=== Section Start ===
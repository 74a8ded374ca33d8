// Copyright 2025 LiveKit, Inc.
//
// Licensed under the Apache License, Version 2.0 (the "License");
// you may not use this file except in compliance with the License.
// You may obtain a copy of the License at
//
//     http://www.apache.org/licenses/LICENSE-2.0
//
// Unless required by applicable law or agreed to in writing, software
// distributed under the License is distributed on an "AS IS" BASIS,
// WITHOUT WARRANTIES OR CONDITIONS OF ANY KIND, either express or implied.
// See the License for the specific language governing permissions and
// limitations under the License.

#![allow(dead_code)]

use std::sync::{
    atomic::{AtomicBool, AtomicUsize, Ordering},
    Arc, Weak,
};

use parking_lot::Mutex;
use webrtc_local_track::prelude::*;

pub fn init_logger() {
    let _ = env_logger::builder().is_test(true).try_init();
}

/// Engine track recording every sink call.
pub struct MockVideoTrack {
    id: String,
    source_id: String,
    enabled: AtomicBool,
    sinks: Mutex<Vec<Arc<dyn VideoSink>>>,
    pub attach_count: AtomicUsize,
    pub detach_count: AtomicUsize,
    pub last_wants: Mutex<Option<VideoSinkWants>>,
}

impl MockVideoTrack {
    pub fn new(id: &str, source_id: &str) -> Arc<Self> {
        Arc::new(Self {
            id: id.to_owned(),
            source_id: source_id.to_owned(),
            enabled: AtomicBool::new(true),
            sinks: Default::default(),
            attach_count: AtomicUsize::new(0),
            detach_count: AtomicUsize::new(0),
            last_wants: Default::default(),
        })
    }

    pub fn attach_count(&self) -> usize {
        self.attach_count.load(Ordering::SeqCst)
    }

    pub fn detach_count(&self) -> usize {
        self.detach_count.load(Ordering::SeqCst)
    }

    pub fn sink_count(&self) -> usize {
        self.sinks.lock().len()
    }

    pub fn is_enabled(&self) -> bool {
        self.enabled.load(Ordering::SeqCst)
    }

    /// Delivers `frame` to every registered sink, as the engine worker would.
    pub fn deliver(&self, frame: &VideoFrame) -> usize {
        let sinks = self.sinks.lock();
        for sink in sinks.iter() {
            sink.on_frame(frame);
        }
        sinks.len()
    }
}

impl VideoTrackInterface for MockVideoTrack {
    fn id(&self) -> String {
        self.id.clone()
    }

    fn source_id(&self) -> String {
        self.source_id.clone()
    }

    fn enabled(&self) -> bool {
        self.is_enabled()
    }

    fn set_enabled(&self, enabled: bool) -> bool {
        self.enabled.store(enabled, Ordering::SeqCst);
        true
    }

    fn state(&self) -> RtcTrackState {
        RtcTrackState::Live
    }

    fn add_or_update_sink(&self, sink: &Arc<dyn VideoSink>, wants: VideoSinkWants) {
        self.attach_count.fetch_add(1, Ordering::SeqCst);
        *self.last_wants.lock() = Some(wants);

        let mut sinks = self.sinks.lock();
        if !sinks.iter().any(|s| Arc::ptr_eq(s, sink)) {
            sinks.push(sink.clone());
        }
    }

    fn remove_sink(&self, sink: &Arc<dyn VideoSink>) {
        self.detach_count.fetch_add(1, Ordering::SeqCst);
        self.sinks.lock().retain(|s| !Arc::ptr_eq(s, sink));
    }
}

pub struct MockSender {
    id: String,
    track_id: String,
}

impl MockSender {
    pub fn new(id: &str, track_id: &str) -> RtpSender {
        RtpSender::new(Arc::new(Self { id: id.to_owned(), track_id: track_id.to_owned() }))
    }
}

impl RtpSenderInterface for MockSender {
    fn id(&self) -> String {
        self.id.clone()
    }

    fn track_id(&self) -> Option<String> {
        Some(self.track_id.clone())
    }
}

/// Engine peer connection recording added and removed senders.
#[derive(Default)]
pub struct MockPeer {
    pub added: Mutex<Vec<(String, Vec<String>)>>,
    pub removed: Mutex<Vec<RtpSender>>,
    pub fail_add: AtomicBool,
    pub closed: AtomicBool,
    next_sender: AtomicUsize,
}

impl MockPeer {
    pub fn new() -> Arc<Self> {
        Arc::new(Self::default())
    }

    pub fn removed_count(&self) -> usize {
        self.removed.lock().len()
    }

    pub fn was_removed(&self, sender: &RtpSender) -> bool {
        self.removed.lock().iter().any(|s| s.ptr_eq(sender))
    }
}

impl PeerConnectionInterface for MockPeer {
    fn add_track(
        &self,
        track: RtcVideoTrack,
        stream_ids: &[String],
    ) -> Result<RtpSender, RtcError> {
        if self.fail_add.load(Ordering::SeqCst) {
            return Err(RtcError {
                error_type: RtcErrorType::Internal,
                message: "add_track rejected".to_owned(),
            });
        }

        self.added.lock().push((track.id(), stream_ids.to_vec()));
        let n = self.next_sender.fetch_add(1, Ordering::SeqCst);
        Ok(MockSender::new(&format!("sender_{}", n), &track.id()))
    }

    fn remove_track(&self, sender: RtpSender) -> Result<(), RtcError> {
        self.removed.lock().push(sender);
        Ok(())
    }

    fn close(&self) {
        self.closed.store(true, Ordering::SeqCst);
    }
}

/// Owner standing in for a peer connection. Honours the removal contract
/// unless `release` is cleared.
pub struct MockOwner {
    pub peer: Arc<MockPeer>,
    pub remove_count: AtomicUsize,
    pub release: AtomicBool,
}

impl MockOwner {
    pub fn new(peer: Arc<MockPeer>) -> Arc<Self> {
        Arc::new(Self { peer, remove_count: AtomicUsize::new(0), release: AtomicBool::new(true) })
    }

    pub fn remove_count(&self) -> usize {
        self.remove_count.load(Ordering::SeqCst)
    }

    pub fn weak(self: &Arc<Self>) -> Weak<dyn LocalVideoTrackOwner> {
        let owner: Arc<dyn LocalVideoTrackOwner> = self.clone();
        Arc::downgrade(&owner)
    }
}

impl LocalVideoTrackOwner for MockOwner {
    fn remove_local_video_track(&self, track: &LocalVideoTrack) -> Result<(), RtcError> {
        self.remove_count.fetch_add(1, Ordering::SeqCst);
        if self.release.load(Ordering::SeqCst) {
            track.remove_from_peer_connection(&*self.peer);
        }
        Ok(())
    }
}

pub fn test_frame(timestamp_us: i64) -> VideoFrame {
    VideoFrame::new(I420Buffer::new(16, 16), VideoRotation::VideoRotation0, timestamp_us)
}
=== Section End ===
» Exercise instructions
Going through the listing above, copy out every line that has the string "closed".

» Result of this task
    pub closed: AtomicBool,
        self.closed.store(true, Ordering::SeqCst);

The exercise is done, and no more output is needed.